3. I sent an email to the Rogers Privacy Office last week (still awaiting reply) asking whether all @rogers.com email users are subject to both the Rogers and Oath policies regardless of how they access their email – i.e. using Rogers Yahoo email web portal versus using another interface such as Outlook 2016 software as I do. I suspect the answer is that all @rogers.com email users are (or will be) subject to both Rogers and Oath privacy policies but I was confused by the Oath policies referencing Services. Assuming Yahoo mail (the web portal) is a Service then accessing my email through the portal brings me under the Oath policies. But am I using any Yahoo Service (including Yahoo mail) if I access my email through Outlook 2016 software. I never see reference to Yahoo when use Outlook and the servers I use in Outlook 2016 reference Rogers and not Yahoo. I unfortunately suspect the answer is that since all @rogers.com email service was outsourced to Yahoo (and now Oath) that simply using any @rogers.com email account is considered to mean I am using a Yahoo Service and now subject to the Oath policies. I was hoping there might me a simple solution of not using Yahoo email web portal(a Service) to access any @rogers.com email accounts and thus only being subject to Roger privacy policies. Any thoughts?

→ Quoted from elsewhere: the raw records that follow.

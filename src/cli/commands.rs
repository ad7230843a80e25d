use crate::config::Settings;
use crate::error::Result;
use crate::github::credential::{Access, Scope};
use crate::github::{factory, parse_repo_ref, Descriptor, TokenPool};
use crate::inspector::Inspector;
use tracing::info;

/// Inspect a repository and print the merged result as JSON.
pub async fn inspect(settings: &Settings, repo: &str, pretty: bool) -> Result<()> {
    let repo_ref = parse_repo_ref(repo)?;
    let inspector = Inspector::new(settings)?;

    let result = inspector.inspect(&repo_ref.owner, &repo_ref.name).await?;

    let rendered = if pretty {
        serde_json::to_string_pretty(&result)?
    } else {
        serde_json::to_string(&result)?
    };
    println!("{rendered}");

    Ok(())
}

/// Parse descriptors and merge (or purge into) the pool.
pub fn tokens_add(settings: &Settings, descriptors: &[String], purge: bool) -> Result<()> {
    let descriptors: Vec<Descriptor> = descriptors.iter().map(|raw| Descriptor::parse(raw)).collect();
    let credentials = factory::create_batch(&descriptors)?;

    let pool = TokenPool::new(&settings.pool_path);
    pool.set_tokens(&credentials, purge)?;

    info!("Added {} credential(s) to {}", credentials.len(), settings.pool_path.display());
    for credential in &credentials {
        println!("{}", credential.short_identity());
    }

    Ok(())
}

/// List pooled credentials with their per-scope wait state.
pub fn tokens_list(settings: &Settings) -> Result<()> {
    let pool = TokenPool::new(&settings.pool_path);
    let tokens = pool.get_tokens()?;

    if tokens.is_empty() {
        println!("Pool is empty: {}", settings.pool_path.display());
        return Ok(());
    }

    for credential in tokens {
        let state: Vec<String> = [Scope::Core, Scope::Search]
            .iter()
            .map(|&scope| match credential.can_access(scope) {
                Access::Allowed => format!("{scope}: ok"),
                Access::WaitSeconds(wait) => format!("{scope}: wait {wait}s"),
            })
            .collect();
        println!("{}  {}", credential.short_identity(), state.join("  "));
    }

    Ok(())
}

/// Remove a credential by full or short identity.
pub fn tokens_remove(settings: &Settings, identity: &str) -> Result<()> {
    let pool = TokenPool::new(&settings.pool_path);

    // Accept a short identity by expanding it against the pool.
    let full = pool
        .get_tokens()?
        .into_iter()
        .map(|c| c.identity())
        .find(|id| id == identity || id.starts_with(identity));

    match full {
        Some(id) if pool.remove_token(&id)? => {
            println!("Removed {id}");
        }
        _ => {
            println!("No credential matching `{identity}`");
        }
    }

    Ok(())
}

/// Empty the pool.
pub fn tokens_clear(settings: &Settings) -> Result<()> {
    let pool = TokenPool::new(&settings.pool_path);
    pool.clear()?;
    println!("Pool cleared: {}", settings.pool_path.display());
    Ok(())
}

/// Query the rate-limit endpoint through the dispatcher. Consumes no quota.
pub async fn rate_limit(settings: &Settings) -> Result<()> {
    use crate::github::{ApiTransport, Credential, Dispatcher, GitHubTransport, LinkPager, Pager};
    use std::sync::Arc;

    let transport: Arc<dyn ApiTransport> = Arc::new(GitHubTransport::new(settings)?);
    let pager: Arc<dyn Pager> = Arc::new(LinkPager::new(transport.clone()));

    let dispatcher = match &settings.custom_token {
        Some(token) => {
            Dispatcher::with_token(transport, pager, Credential::personal(token.clone())?)
        }
        None => Dispatcher::with_pool(transport, pager, TokenPool::new(&settings.pool_path)),
    };

    let result = dispatcher.call("rate_limit/show", &[]).await?;
    println!("{}", serde_json::to_string_pretty(&result)?);

    Ok(())
}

The Canadian clause saying we certify that our contacts allow them or third parties to contact them in our name leads me to suspect that it'll be done the way some other services who scoop address books have, by blasting their promos out as though the email came from us. They're trying to squirm around anti-spam regulations.
As far as how we access email, it doesn't matter - it's still coming through Yahoo/Oath, whether we collect it through a web client or in Outlook.
If you haven't already contacted the Privacy Commissioner of Canada, do so. And we should all yell at Rogers as well. This is a totally unacceptable compromise of our privacy and security.
May 25 is a very significant day. It's when the European Union's General Data Protection Regulation (GDPR) comes into effect - privacy legislation with fangs (the maximum penalties are huge). Oath is trying to cover its posterior with some of the clauses in the new ToS.